Friday before last I woke myself up in the morning at a crisp 0630 hours or so to embark on my first excursion up and in the mountains for a one-day skiing adventure. The previous night I was chatting and tooling around the ‘net before discovering that a buddy was heading up to the Andes the following morning. I jumped at the opportunity, and literally about 7 hours later I was picked up, and three of us gringos were off on the 90 minute trip out of Chile’s capital and up the Andes Mountains to ski resort El Colorado.
Naturally I was heading off with a couple of seasoned snowboarders. And although I liked to tell people I’d been out skiing before, it actually consisted of a couple of gos down a small plastic hill hosed down with soapy water during a mid-summer trip I took in Colorado, USA, with my grandmother more than a decade ago.
This was going to be my first rodeo.
After a bit of a hassle with renting equipment (but at least I got the student discount!) it was me and the mountain. My friends had already ran off to the more challenging areas, leaving me to figure out how the hell to put on my boots, move, get to a lift, find a beginner hill, and, you know, consider how I might possibly negotiate breaking, turning, surviving, etc. Oh, happy days. But it was a peach of a day. There had been a bunch of new snow the day before, it was a weekday meaning it was not busy at all; it was sunny, clear, and beautiful.
I went for it and began applying the only tactic I really remembered about skiing… which was something about making your skis into a pizza or something to slow down. Unfortunately that seems only to work on plastic hills hosed down with soapy water. I gave up the whole ‘be cautious’ experiment and just flew down the hill. This is SWEET! I thought. And the beginner hill even graciously produced a steady incline to conveniently slow my speed. Unfortunately the blind spot produced from the upward angle quite deviously shrouded the very steep, rapid final descent, complete with orange banners, cautions, ‘Slow Down: The End is Nigh!’, and I am again flying down the hill, this time frightfully close to real skiers and snowboarders casually looking on.
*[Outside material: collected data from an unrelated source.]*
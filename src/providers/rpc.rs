//! RPC Client Module
//!
//! `ChainClient` is the seam between the data layer and the network:
//! read-only `eth_call` plus `eth_getLogs`. `RpcChainClient` is the
//! JSON-RPC implementation used in production:
//! 1. Gzip compression and a fixed User-Agent on every request
//! 2. Failure classification (HTTP 429 / provider throttling, 5xx and
//!    timeouts, reverts and malformed responses)
//! 3. Request accounting for observability
//!
//! Retries are not done here; the data client wraps calls in `with_retry`.

use alloy_primitives::{Bytes, U64};
use futures_util::future::BoxFuture;
use futures_util::FutureExt;
use reqwest::header::{HeaderMap, HeaderValue, ACCEPT_ENCODING, USER_AGENT};
use serde::de::DeserializeOwned;
use serde::{Deserialize, Serialize};
use std::sync::atomic::{AtomicU64, Ordering};
use std::sync::Arc;
use std::time::Duration;
use tracing::{debug, info, warn};

use crate::models::config::{ContractAddresses, FarmConfig};
use crate::models::errors::{ChainError, ChainResult, ErrorClass};
use crate::models::query::{LogQuery, RawLog, ReadCall};
use crate::utils::constants::USER_AGENT as USER_AGENT_CONST;
use crate::utils::decoder::FarmDecoder;

/// Read-only access to the game contracts
pub trait ChainClient: Send + Sync + 'static {
    /// `eth_call` returning raw ABI-encoded return data
    fn call<'a>(&'a self, call: &'a ReadCall) -> BoxFuture<'a, ChainResult<Bytes>>;

    /// `eth_getLogs` for one event over an inclusive block range, in chain order
    fn get_logs<'a>(&'a self, query: &'a LogQuery) -> BoxFuture<'a, ChainResult<Vec<RawLog>>>;

    /// Current head block, used as the upper bound of event scans
    fn block_number(&self) -> BoxFuture<'_, ChainResult<u64>>;
}

impl<T: ChainClient> ChainClient for Arc<T> {
    fn call<'a>(&'a self, call: &'a ReadCall) -> BoxFuture<'a, ChainResult<Bytes>> {
        (**self).call(call)
    }

    fn get_logs<'a>(&'a self, query: &'a LogQuery) -> BoxFuture<'a, ChainResult<Vec<RawLog>>> {
        (**self).get_logs(query)
    }

    fn block_number(&self) -> BoxFuture<'_, ChainResult<u64>> {
        (**self).block_number()
    }
}

// ============================================
// REQUEST ACCOUNTING
// ============================================

/// Per-client request counters
#[derive(Debug, Default)]
pub struct RequestStats {
    calls: AtomicU64,
    log_queries: AtomicU64,
    rate_limited: AtomicU64,
    transient: AtomicU64,
    fatal: AtomicU64,
}

/// Point-in-time copy of `RequestStats`
#[derive(Debug, Clone, Copy, Default, PartialEq, Eq, Serialize)]
pub struct RequestCounts {
    pub calls: u64,
    pub log_queries: u64,
    pub rate_limited: u64,
    pub transient: u64,
    pub fatal: u64,
}

impl RequestStats {
    fn record_call(&self) {
        self.calls.fetch_add(1, Ordering::Relaxed);
    }

    fn record_log_query(&self) {
        self.log_queries.fetch_add(1, Ordering::Relaxed);
    }

    fn record_failure(&self, err: &ChainError) {
        let counter = match err.class() {
            ErrorClass::RateLimited => &self.rate_limited,
            ErrorClass::Transient => &self.transient,
            ErrorClass::Fatal => &self.fatal,
        };
        counter.fetch_add(1, Ordering::Relaxed);
    }

    pub fn snapshot(&self) -> RequestCounts {
        RequestCounts {
            calls: self.calls.load(Ordering::Relaxed),
            log_queries: self.log_queries.load(Ordering::Relaxed),
            rate_limited: self.rate_limited.load(Ordering::Relaxed),
            transient: self.transient.load(Ordering::Relaxed),
            fatal: self.fatal.load(Ordering::Relaxed),
        }
    }
}

// ============================================
// JSON-RPC CLIENT
// ============================================

/// JSON-RPC chain client over a single endpoint
#[derive(Clone)]
pub struct RpcChainClient {
    /// RPC endpoint
    url: String,
    /// HTTP client with custom headers (gzip enabled)
    client: reqwest::Client,
    addresses: ContractAddresses,
    stats: Arc<RequestStats>,
}

impl RpcChainClient {
    pub fn new(config: &FarmConfig) -> eyre::Result<Self> {
        let client = Self::build_client(config.rpc_timeout)?;

        Ok(Self {
            url: config.rpc_url.clone(),
            client,
            addresses: config.addresses.clone(),
            stats: Arc::new(RequestStats::default()),
        })
    }

    /// Build the client and check that the endpoint serves `config.chain_id`
    pub async fn connect(config: &FarmConfig) -> eyre::Result<Self> {
        let client = Self::new(config)?;
        let actual: U64 = client
            .request("eth_chainId", serde_json::json!([]))
            .await
            .map_err(|e| eyre::eyre!("eth_chainId failed on {}: {}", client.url, e))?;
        check_chain_id(config.chain_id, actual.to::<u64>())?;

        info!("🔗 Connected to {} (chain {})", client.url, config.chain_id);
        Ok(client)
    }

    /// Build HTTP client with custom headers
    fn build_client(timeout: Duration) -> eyre::Result<reqwest::Client> {
        let mut headers = HeaderMap::new();
        headers.insert(USER_AGENT, HeaderValue::from_static(USER_AGENT_CONST));
        headers.insert("Content-Type", HeaderValue::from_static("application/json"));
        headers.insert(ACCEPT_ENCODING, HeaderValue::from_static("gzip"));

        reqwest::Client::builder()
            .default_headers(headers)
            .timeout(timeout)
            .gzip(true)
            .build()
            .map_err(|e| eyre::eyre!("Failed to build HTTP client: {}", e))
    }

    pub fn stats(&self) -> RequestCounts {
        self.stats.snapshot()
    }

    /// Execute a single JSON-RPC request and classify any failure
    async fn request<T: DeserializeOwned>(
        &self,
        method: &str,
        params: serde_json::Value,
    ) -> ChainResult<T> {
        let result = self.execute::<T>(method, params).await;
        if let Err(ref e) = result {
            self.stats.record_failure(e);
            debug!("RPC {} failed ({}): {}", method, e.class().as_str(), e);
        }
        result
    }

    async fn execute<T: DeserializeOwned>(
        &self,
        method: &str,
        params: serde_json::Value,
    ) -> ChainResult<T> {
        let payload = serde_json::json!({
            "jsonrpc": "2.0",
            "method": method,
            "params": params,
            "id": 1
        });

        let response = self.client.post(&self.url).json(&payload).send().await?;

        let status = response.status();
        if status.as_u16() == 429 {
            warn!("⏳ Rate limited (HTTP 429) on {}", method);
            return Err(ChainError::rate_limited("Rate limited (HTTP 429)"));
        }
        if status.is_server_error() {
            return Err(ChainError::unavailable(format!("HTTP error: {}", status)));
        }
        if !status.is_success() {
            return Err(ChainError::rpc(format!("HTTP error: {}", status)));
        }

        let body: RpcResponse<T> = response.json().await?;

        if let Some(error) = body.error {
            return Err(error.into_chain_error());
        }

        body.result
            .ok_or_else(|| ChainError::invalid_response(format!("No result in {} response", method)))
    }

    async fn eth_call(&self, call: &ReadCall) -> ChainResult<Bytes> {
        self.stats.record_call();
        let to = self.addresses.address_of(call.contract());
        let data = FarmDecoder::encode_call(call);
        debug!("📞 eth_call {}.{} data=0x{}", call.contract(), call.method(), hex::encode(&data));

        let params = serde_json::json!([{ "to": to, "data": data }, "latest"]);
        self.request::<Bytes>("eth_call", params).await
    }

    async fn eth_get_logs(&self, query: &LogQuery) -> ChainResult<Vec<RawLog>> {
        self.stats.record_log_query();
        let address = self.addresses.address_of(query.contract);
        let filter = serde_json::json!([{
            "address": address,
            "topics": [query.topic0()],
            "fromBlock": format!("{:#x}", query.from_block),
            "toBlock": format!("{:#x}", query.to_block),
        }]);

        let logs: Vec<alloy_rpc_types::Log> = self.request("eth_getLogs", filter).await?;
        let mut raw: Vec<RawLog> = logs.into_iter().map(raw_log).collect();
        raw.sort_by_key(|l| (l.block_number, l.log_index));

        debug!(
            "📜 {} {} logs in blocks {}..={}",
            raw.len(),
            query.event.name(),
            query.from_block,
            query.to_block
        );
        Ok(raw)
    }
}

impl ChainClient for RpcChainClient {
    fn call<'a>(&'a self, call: &'a ReadCall) -> BoxFuture<'a, ChainResult<Bytes>> {
        self.eth_call(call).boxed()
    }

    fn get_logs<'a>(&'a self, query: &'a LogQuery) -> BoxFuture<'a, ChainResult<Vec<RawLog>>> {
        self.eth_get_logs(query).boxed()
    }

    fn block_number(&self) -> BoxFuture<'_, ChainResult<u64>> {
        async move {
            let head: U64 = self.request("eth_blockNumber", serde_json::json!([])).await?;
            Ok(head.to::<u64>())
        }
        .boxed()
    }
}

fn check_chain_id(expected: u64, actual: u64) -> eyre::Result<()> {
    if expected != actual {
        eyre::bail!("RPC endpoint is on chain {}, expected {}", actual, expected);
    }
    Ok(())
}

fn raw_log(log: alloy_rpc_types::Log) -> RawLog {
    let topics = log.inner.data.topics().to_vec();
    RawLog {
        address: log.inner.address,
        topics,
        data: log.inner.data.data,
        block_number: log.block_number,
        log_index: log.log_index,
    }
}

/// JSON-RPC response structure
#[derive(Debug, Deserialize)]
struct RpcResponse<T> {
    result: Option<T>,
    error: Option<RpcError>,
}

/// JSON-RPC error structure
#[derive(Debug, Clone, Deserialize)]
pub struct RpcError {
    pub code: i64,
    pub message: String,
    #[serde(default)]
    pub data: Option<serde_json::Value>,
}

impl RpcError {
    /// Provider throttling: code -32005 or a rate-limit message
    pub fn is_rate_limit(&self) -> bool {
        let msg = self.message.to_lowercase();
        self.code == -32005 || msg.contains("rate limit") || msg.contains("too many requests")
    }

    pub fn is_revert(&self) -> bool {
        self.code == 3 || self.message.to_lowercase().contains("execution reverted")
    }

    /// Revert payload carried in `data`, either a hex string or `{ "data": hex }`
    fn revert_data(&self) -> Option<Vec<u8>> {
        let hex_str = match self.data.as_ref()? {
            serde_json::Value::String(s) => s.as_str(),
            serde_json::Value::Object(map) => map.get("data")?.as_str()?,
            _ => return None,
        };
        let bytes = hex::decode(hex_str.trim_start_matches("0x")).ok()?;
        (!bytes.is_empty()).then_some(bytes)
    }

    pub fn into_chain_error(self) -> ChainError {
        if self.is_rate_limit() {
            return ChainError::rate_limited(format!("{} (code: {})", self.message, self.code));
        }

        if self.is_revert() {
            if let Some(data) = self.revert_data() {
                return FarmDecoder::decode_revert(&data);
            }
            let reason = match self.message.split_once("execution reverted:") {
                Some((_, reason)) if !reason.trim().is_empty() => reason.trim(),
                _ => self.message.as_str(),
            };
            return ChainError::reverted(reason);
        }

        if (-32099..=-32000).contains(&self.code) {
            return ChainError::unavailable(format!("{} (code: {})", self.message, self.code));
        }

        ChainError::rpc(format!("{} (code: {})", self.message, self.code))
    }
}

impl std::fmt::Debug for RpcChainClient {
    fn fmt(&self, f: &mut std::fmt::Formatter<'_>) -> std::fmt::Result {
        f.debug_struct("RpcChainClient")
            .field("url", &self.url)
            .field("stats", &self.stats.snapshot())
            .finish()
    }
}

#[cfg(test)]
mod tests {
    use super::*;
    use crate::models::errors::ErrorCode;
    use alloy_sol_types::{Revert, SolError};

    fn rpc_error(code: i64, message: &str, data: Option<serde_json::Value>) -> RpcError {
        RpcError {
            code,
            message: message.to_string(),
            data,
        }
    }

    #[test]
    fn test_rate_limit_detection() {
        assert_eq!(
            rpc_error(-32005, "limit exceeded", None).into_chain_error().class(),
            ErrorClass::RateLimited
        );
        assert_eq!(
            rpc_error(-32000, "Too Many Requests", None).into_chain_error().class(),
            ErrorClass::RateLimited
        );
    }

    #[test]
    fn test_revert_with_data_is_decoded() {
        let payload = Revert { reason: "Seed not owned".into() }.abi_encode();
        let err = rpc_error(
            3,
            "execution reverted: Seed not owned",
            Some(serde_json::Value::String(format!("0x{}", hex::encode(payload)))),
        )
        .into_chain_error();
        assert_eq!(err.code, ErrorCode::ContractReverted);
        assert_eq!(err.message, "You do not own this seed");
        assert_eq!(err.class(), ErrorClass::Fatal);
    }

    #[test]
    fn test_revert_reason_from_message() {
        let err = rpc_error(-32000, "execution reverted: Land not available", None).into_chain_error();
        assert_eq!(err.code, ErrorCode::ContractReverted);
        assert_eq!(err.message, "This land is not available to claim");
    }

    #[test]
    fn test_server_family_is_transient() {
        let err = rpc_error(-32000, "header not found", None).into_chain_error();
        assert_eq!(err.class(), ErrorClass::Transient);
    }

    #[test]
    fn test_invalid_params_is_fatal() {
        let err = rpc_error(-32602, "invalid argument 0", None).into_chain_error();
        assert_eq!(err.class(), ErrorClass::Fatal);
    }

    #[test]
    fn test_response_parsing() {
        let ok: RpcResponse<Bytes> =
            serde_json::from_str(r#"{"jsonrpc":"2.0","id":1,"result":"0x0102"}"#).unwrap();
        assert_eq!(ok.result.unwrap().as_ref(), &[1u8, 2]);

        let err: RpcResponse<Bytes> = serde_json::from_str(
            r#"{"jsonrpc":"2.0","id":1,"error":{"code":-32005,"message":"rate limited"}}"#,
        )
        .unwrap();
        assert!(err.error.unwrap().is_rate_limit());
    }

    #[test]
    fn test_stats_snapshot() {
        let stats = RequestStats::default();
        stats.record_call();
        stats.record_log_query();
        stats.record_failure(&ChainError::rate_limited("429"));
        stats.record_failure(&ChainError::timeout("slow"));
        let counts = stats.snapshot();
        assert_eq!(counts.calls, 1);
        assert_eq!(counts.log_queries, 1);
        assert_eq!(counts.rate_limited, 1);
        assert_eq!(counts.transient, 1);
        assert_eq!(counts.fatal, 0);
    }

    #[test]
    fn test_chain_id_must_match() {
        assert!(check_chain_id(10143, 10143).is_ok());
        let err = check_chain_id(10143, 1).unwrap_err();
        assert!(err.to_string().contains("chain 1, expected 10143"));
    }
}
//! Providers Module - Chain Access
//!
//! JSON-RPC client and the retry policy wrapped around it.

pub mod retry;
pub mod rpc;

pub use retry::*;
pub use rpc::*;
So it goes without saying that it was a pretty cool feeling as I threw myself to the ground in the by-now desperate hope of stopping before I ram into something or someone.
..& the snowdust settles.
Hey I’m even pretty close to the ski-lift.
But if any of you know me you know that I have the reflexes of a cat and the physical dexterity of those that may commonly be referred to as a natural athlete. After a couple trials, naturally, I was carving lines across the beginner patch and really enjoying myself, only crashing when I became over-confident, which was basically often. But for a while, for a while there it was all looking good. And by lunchtime, I was quite pleased with my progress. Lookin’ pretty legit, ‘innit?
After lunch I joined my snowboarding friends, and they guided me down a low-intermediate hill a few times. Of course they were impressed with my exquisite turns and overall style and grace. Stephanie had been a longtime skier, actually, so she gave me some crucial advice and encouragement which helped a lot. But, man, what a lot of work it is, this sport. My! my leg muscles were burny.
Finally us three went all the way to the top. I was pretty worn out, but I wanted to go up there. Once I got up there I was finally certain that I was definitely too tired to ski anymore. They flew down the hill before I made my pitiful descent, filled with a lot of snow in my trousers as I skidded and slowly scampered down the more difficult terrain. At least I got to enjoy the gorgeous view. Notice the hazy brown fog in the distance, which demarcates Santiago.
As I dozed off on the car ride home, I vaguely remembered feeling this facial irritation, which I attributed to it being drug through the snow on the final descent. If only I had been so lucky!!